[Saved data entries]

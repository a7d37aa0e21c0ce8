//! Common [scalar data types][data types] used in sfnt font files
//!
//! [data types]: https://docs.microsoft.com/en-us/typography/opentype/spec/otff#data-types

#![forbid(unsafe_code)]
#![deny(rustdoc::broken_intra_doc_links)]

mod fixed;
mod glyph_id;
mod longdatetime;
mod raw;
mod tag;
mod version;

#[cfg(all(test, feature = "serde"))]
mod serde_test;

pub use fixed::{F2Dot14, Fixed};
pub use glyph_id::GlyphId16;
pub use longdatetime::LongDateTime;
pub use raw::Scalar;
pub use tag::{InvalidTag, Tag};
pub use version::Version16Dot16;

/// The SFNT version for fonts containing TrueType outlines.
pub const TT_SFNT_VERSION: u32 = 0x00010000;
/// The SFNT version for fonts containing CFF outlines.
pub const CFF_SFNT_VERSION: u32 = 0x4F54544F;
/// The SFNT version used by legacy Apple TrueType fonts ('true').
pub const APPLE_TT_SFNT_VERSION: u32 = 0x74727565;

Required work ->
Reproduce the lines of the records exactly, from the first one through the line that contains "pub const CFF_SFNT_VERSION: u32 = 0x4F54544F;".

Output of the exercise ->
repository a7d37aa0e21c0ce8
//! Common [scalar data types][data types] used in sfnt font files
//!
//! [data types]: https://docs.microsoft.com/en-us/typography/opentype/spec/otff#data-types

#![forbid(unsafe_code)]
#![deny(rustdoc::broken_intra_doc_links)]

mod fixed;
mod glyph_id;
mod longdatetime;
mod raw;
mod tag;
mod version;

#[cfg(all(test, feature = "serde"))]
mod serde_test;

pub use fixed::{F2Dot14, Fixed};
pub use glyph_id::GlyphId16;
pub use longdatetime::LongDateTime;
pub use raw::Scalar;
pub use tag::{InvalidTag, Tag};
pub use version::Version16Dot16;

/// The SFNT version for fonts containing TrueType outlines.
pub const TT_SFNT_VERSION: u32 = 0x00010000;
/// The SFNT version for fonts containing CFF outlines.
pub const CFF_SFNT_VERSION: u32 = 0x4F54544F;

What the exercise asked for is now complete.